Fullerton punches way above its weight when it comes to arts and music, and it has for decades. The Muckenthaler Cultural Center — a 1924 Italian Renaissance-style mansion on a hilltop — hosts rotating art exhibitions, concerts, and cultural events year-round. The grounds alone are worth a visit: lush gardens, mature trees, and views that remind you this was once estate country. It’s Fullerton’s living room for the arts, and it feels like a well-kept secret even to people who’ve lived here for years.

But the Muckenthaler is just the polished surface. Fullerton’s real music credentials run deeper and rougher. In the late ’80s and ’90s, Fullerton was a legit hub for the Southern California punk and ska scenes. Bands rehearsed here. Shows happened in backyards, warehouses, and small venues. The city’s affordable rents (at the time) and proximity to both LA and the beach communities made it a natural home for musicians who needed cheap space and a scene to plug into. That DIY spirit never fully left. Today, venues like The Continental Room and various popup events keep live music central to the downtown experience.
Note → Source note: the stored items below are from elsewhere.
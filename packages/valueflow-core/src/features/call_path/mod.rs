//! Call-path deduplication.
//!
//! A path alternates {method, call statement, method, ...}. The trie keeps
//! only maximal, fully-resolved chains: storing a longer path evicts any
//! shorter stored path it extends, and a path that is itself a prefix of a
//! stored one is dropped.

use rustc_hash::FxHashMap;
use serde::{Deserialize, Serialize};

use crate::shared::models::{MethodId, StmtId};

/// An interprocedural call path.
#[derive(Debug, Clone, PartialEq, Eq, Hash, Serialize, Deserialize)]
pub struct CallPath {
    elements: Vec<i64>,
}

/// One concrete call edge on a path.
#[derive(Debug, Clone, Copy, PartialEq, Eq, Serialize, Deserialize)]
pub struct CallSite {
    pub caller_id: MethodId,
    pub call_stmt_id: StmtId,
    pub callee_id: MethodId,
}

impl CallPath {
    pub fn root(method_id: MethodId) -> Self {
        Self {
            elements: vec![method_id],
        }
    }

    pub fn from_elements(elements: Vec<i64>) -> Self {
        Self { elements }
    }

    /// Extend with one call edge.
    pub fn push_call(&self, call_stmt_id: StmtId, callee_id: MethodId) -> Self {
        let mut elements = self.elements.clone();
        elements.push(call_stmt_id);
        elements.push(callee_id);
        Self { elements }
    }

    pub fn elements(&self) -> &[i64] {
        &self.elements
    }

    pub fn len(&self) -> usize {
        self.elements.len()
    }

    pub fn is_empty(&self) -> bool {
        self.elements.is_empty()
    }

    pub fn has_any_negative(&self) -> bool {
        self.elements.iter().any(|e| *e < 0)
    }

    /// Whether `method_id` already appears as a procedure element.
    pub fn contains_method(&self, method_id: MethodId) -> bool {
        self.elements.iter().step_by(2).any(|e| *e == method_id)
    }

    /// Decompose into call sites. A bare root yields one sentinel site.
    pub fn call_sites(&self) -> Vec<CallSite> {
        if self.elements.len() == 1 {
            return vec![CallSite {
                caller_id: self.elements[0],
                call_stmt_id: -1,
                callee_id: -1,
            }];
        }
        let mut result = Vec::new();
        let mut i = 0;
        while i + 2 < self.elements.len() {
            result.push(CallSite {
                caller_id: self.elements[i],
                call_stmt_id: self.elements[i + 1],
                callee_id: self.elements[i + 2],
            });
            i += 2;
        }
        result
    }

    /// How many times the trailing cycle (ending at the last element)
    /// repeats immediately before it. Used to cap recursive unrolling.
    pub fn count_cycles(&self) -> usize {
        let path = &self.elements;
        let n = path.len();
        if n < 2 {
            return 0;
        }
        let last = path[n - 1];
        for i in (0..n - 1).rev() {
            if path[i] != last {
                continue;
            }
            let cycle_len = n - i - 1;
            if i + 1 < cycle_len {
                break;
            }
            let current = &path[i + 1 - cycle_len..i + 1];
            if current != &path[i + 1..i + 1 + cycle_len] {
                break;
            }
            let mut count = 1;
            let mut j = (i + 1).checked_sub(2 * cycle_len);
            while let Some(start) = j {
                if &path[start..start + cycle_len] == current {
                    count += 1;
                    j = start.checked_sub(cycle_len);
                } else {
                    break;
                }
            }
            return count;
        }
        0
    }
}

#[derive(Debug, Default)]
struct TrieNode {
    children: FxHashMap<i64, TrieNode>,
    is_end: bool,
}

/// Stores the deduplicated call-path set.
#[derive(Debug, Default)]
pub struct PathManager {
    root: TrieNode,
    paths: Vec<CallPath>,
}

impl PathManager {
    pub fn new() -> Self {
        Self::default()
    }

    /// Add a path; returns true when the stored set changed.
    ///
    /// Paths containing sentinel (negative) elements are rejected. An exact
    /// duplicate is a no-op. A stored strict prefix of the new path is
    /// evicted in favor of the longer one; a new path that is a prefix of a
    /// stored one is dropped.
    pub fn add_path(&mut self, path: &CallPath) -> bool {
        if path.is_empty() || path.has_any_negative() {
            return false;
        }

        let elements = path.elements();
        let mut evicted: Option<Vec<i64>> = None;
        let mut need_to_add = false;

        let mut current = &mut self.root;
        for (i, value) in elements.iter().enumerate() {
            if !need_to_add && !current.children.contains_key(value) {
                need_to_add = true;
            }
            current = current.children.entry(*value).or_default();
            if current.is_end {
                if i + 1 == elements.len() {
                    // exact duplicate
                    return false;
                }
                // the new path strictly extends a stored one: evict it
                evicted = Some(elements[..i + 1].to_vec());
                current.is_end = false;
                need_to_add = true;
            }
        }

        if !need_to_add {
            // the new path is a prefix of (or equal to) a stored one
            return false;
        }

        current.is_end = true;
        if let Some(shorter) = evicted {
            self.paths.retain(|p| p.elements() != shorter.as_slice());
        }
        self.paths.push(path.clone());
        true
    }

    pub fn path_exists(&self, path: &CallPath) -> bool {
        self.paths.iter().any(|p| p == path)
    }

    pub fn paths(&self) -> &[CallPath] {
        &self.paths
    }

    pub fn len(&self) -> usize {
        self.paths.len()
    }

    pub fn is_empty(&self) -> bool {
        self.paths.is_empty()
    }
}

#[cfg(test)]
mod tests {
    use super::*;

    #[test]
    fn test_longer_path_evicts_prefix() {
        let mut manager = PathManager::new();
        let short = CallPath::from_elements(vec![1, 10, 2]);
        let long = CallPath::from_elements(vec![1, 10, 2, 20, 3]);
        assert!(manager.add_path(&short));
        assert!(manager.add_path(&long));
        assert_eq!(manager.len(), 1);
        assert!(manager.path_exists(&long));
        assert!(!manager.path_exists(&short));
    }

    #[test]
    fn test_prefix_of_stored_path_is_dropped() {
        let mut manager = PathManager::new();
        let long = CallPath::from_elements(vec![1, 10, 2, 20, 3]);
        let short = CallPath::from_elements(vec![1, 10, 2]);
        assert!(manager.add_path(&long));
        assert!(!manager.add_path(&short));
        assert_eq!(manager.len(), 1);
    }

    #[test]
    fn test_exact_duplicate_is_noop() {
        let mut manager = PathManager::new();
        let path = CallPath::from_elements(vec![1, 10, 2]);
        assert!(manager.add_path(&path));
        assert!(!manager.add_path(&path));
        assert_eq!(manager.len(), 1);
    }

    #[test]
    fn test_negative_elements_rejected() {
        let mut manager = PathManager::new();
        let path = CallPath::from_elements(vec![1, 10, -2]);
        assert!(!manager.add_path(&path));
        assert!(manager.is_empty());
    }

    #[test]
    fn test_diverging_paths_both_kept() {
        let mut manager = PathManager::new();
        manager.add_path(&CallPath::from_elements(vec![1, 10, 2]));
        manager.add_path(&CallPath::from_elements(vec![1, 11, 3]));
        assert_eq!(manager.len(), 2);
    }

    #[test]
    fn test_count_cycles_on_recursion() {
        // a -> b -> a -> b -> a : trailing cycle (b, a) repeats
        let path = CallPath::from_elements(vec![1, 10, 2, 20, 1, 10, 2, 20, 1]);
        assert!(path.count_cycles() >= 1);

        let no_cycle = CallPath::from_elements(vec![1, 10, 2, 20, 3]);
        assert_eq!(no_cycle.count_cycles(), 0);
    }

    #[test]
    fn test_call_sites_decomposition() {
        let path = CallPath::from_elements(vec![1, 10, 2, 20, 3]);
        let sites = path.call_sites();
        assert_eq!(sites.len(), 2);
        assert_eq!(sites[0].caller_id, 1);
        assert_eq!(sites[0].call_stmt_id, 10);
        assert_eq!(sites[0].callee_id, 2);
        assert_eq!(sites[1].callee_id, 3);
    }
}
The gallery scene is quieter but persistent. Small independent galleries pop up in the SoCo district and surrounding neighborhoods, often run by local artists. CSUF’s art department feeds talent into the community, and you’ll regularly find student and faculty exhibitions open to the public. There’s also a growing mural and public art presence — the kind of thing that makes an ordinary walk downtown a little more interesting.
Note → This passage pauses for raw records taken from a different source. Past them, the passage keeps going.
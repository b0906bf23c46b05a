//! The program-database port.
//!
//! Everything the engine consumes from the front-end/storage collaborators,
//! read-only. Implementations load parse results from wherever they live;
//! the engine never sees past this trait.

use crate::features::summary::ParameterInfo;
use crate::shared::models::{
    ControlFlowGraph, MethodId, SourceSymbolInfo, Stmt, StmtId, SymbolId, UnitId,
    UnitSymbolDeclSummary,
};

/// IR of one method: parameter declarations first, then the body.
#[derive(Debug, Clone, Default)]
pub struct MethodIr {
    pub parameter_decls: Vec<Stmt>,
    pub body: Vec<Stmt>,
}

impl MethodIr {
    pub fn all_stmts(&self) -> impl Iterator<Item = &Stmt> {
        self.parameter_decls.iter().chain(self.body.iter())
    }
}

/// Read-only program database (loader/front-end collaborator).
pub trait ProgramDb {
    fn units(&self) -> Vec<UnitId>;
    fn methods(&self) -> Vec<MethodId>;

    fn method_unit(&self, method_id: MethodId) -> Option<UnitId>;
    fn method_name(&self, method_id: MethodId) -> Option<&str>;
    fn method_ir(&self, method_id: MethodId) -> Option<&MethodIr>;
    fn method_cfg(&self, method_id: MethodId) -> Option<&ControlFlowGraph>;
    fn method_parameters(&self, method_id: MethodId) -> Vec<ParameterInfo>;

    fn unit_symbol_decl_summary(&self, unit_id: UnitId) -> Option<&UnitSymbolDeclSummary>;

    /// Follow the unit's import/export graph to the real declaration of
    /// `name` imported into `unit_id`.
    fn resolve_import(&self, unit_id: UnitId, name: &str) -> Option<SourceSymbolInfo>;

    fn is_import_stmt(&self, stmt_id: StmtId) -> bool;
    fn is_method_decl(&self, id: SymbolId) -> bool;
    fn is_class_decl(&self, id: SymbolId) -> bool;
    fn is_unit_id(&self, id: SymbolId) -> bool;
    fn is_parameter_decl_of(&self, symbol_id: SymbolId, method_id: MethodId) -> bool;

    /// Methods the interprocedural phase starts from.
    fn entry_points(&self) -> Vec<MethodId>;
}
The Muckenthaler hosts an outdoor summer concert series that’s one of the best-kept secrets in Orange County. Bring a blanket, pack a picnic, and settle in on the lawn. The setting — a 1920s mansion at golden hour — is absurdly beautiful. Tickets are affordable and the lineups are consistently good. If you’re here between June and August, check their schedule.

Fullerton Today

The Fullerton you’ll find today is a city still figuring out the balance between its past and its future, and mostly getting it right. The agricultural roots are gone — no more orange groves stretching to the horizon. In their place is a mid-sized Southern California city of about 140,000 people that somehow manages to feel smaller and more distinctive than that number suggests.

The railroad still runs through the center of town. The Fox Theatre still lights up Harbor Boulevard. The Muckenthaler still hosts art on its hilltop. The downtown is walkable and alive in a way that most Orange County cities would kill for. What’s changed is the layering. Each generation has added something without completely erasing what came before. You can see the railroad town in the street grid. The citrus era in the old neighborhood trees and Spanish-style homes. The postwar boom in the mid-century ranches. The modern era in the restaurants, breweries, and creative businesses filling the historic storefronts. Fullerton has its challenges — housing costs, traffic, the tensions that come with growth. But it has something a lot of cities in this part of the world lack: a sense of place. An identity that goes deeper than “suburb near Disneyland.” People who live here tend to get attached, and people who visit tend to notice that it feels different from the surrounding sprawl. That’s not an accident. It’s the accumulated result of more than 130 years of people building, fighting for, and caring about a specific place. That history isn’t just something you read about. In Fullerton, you can still walk through it.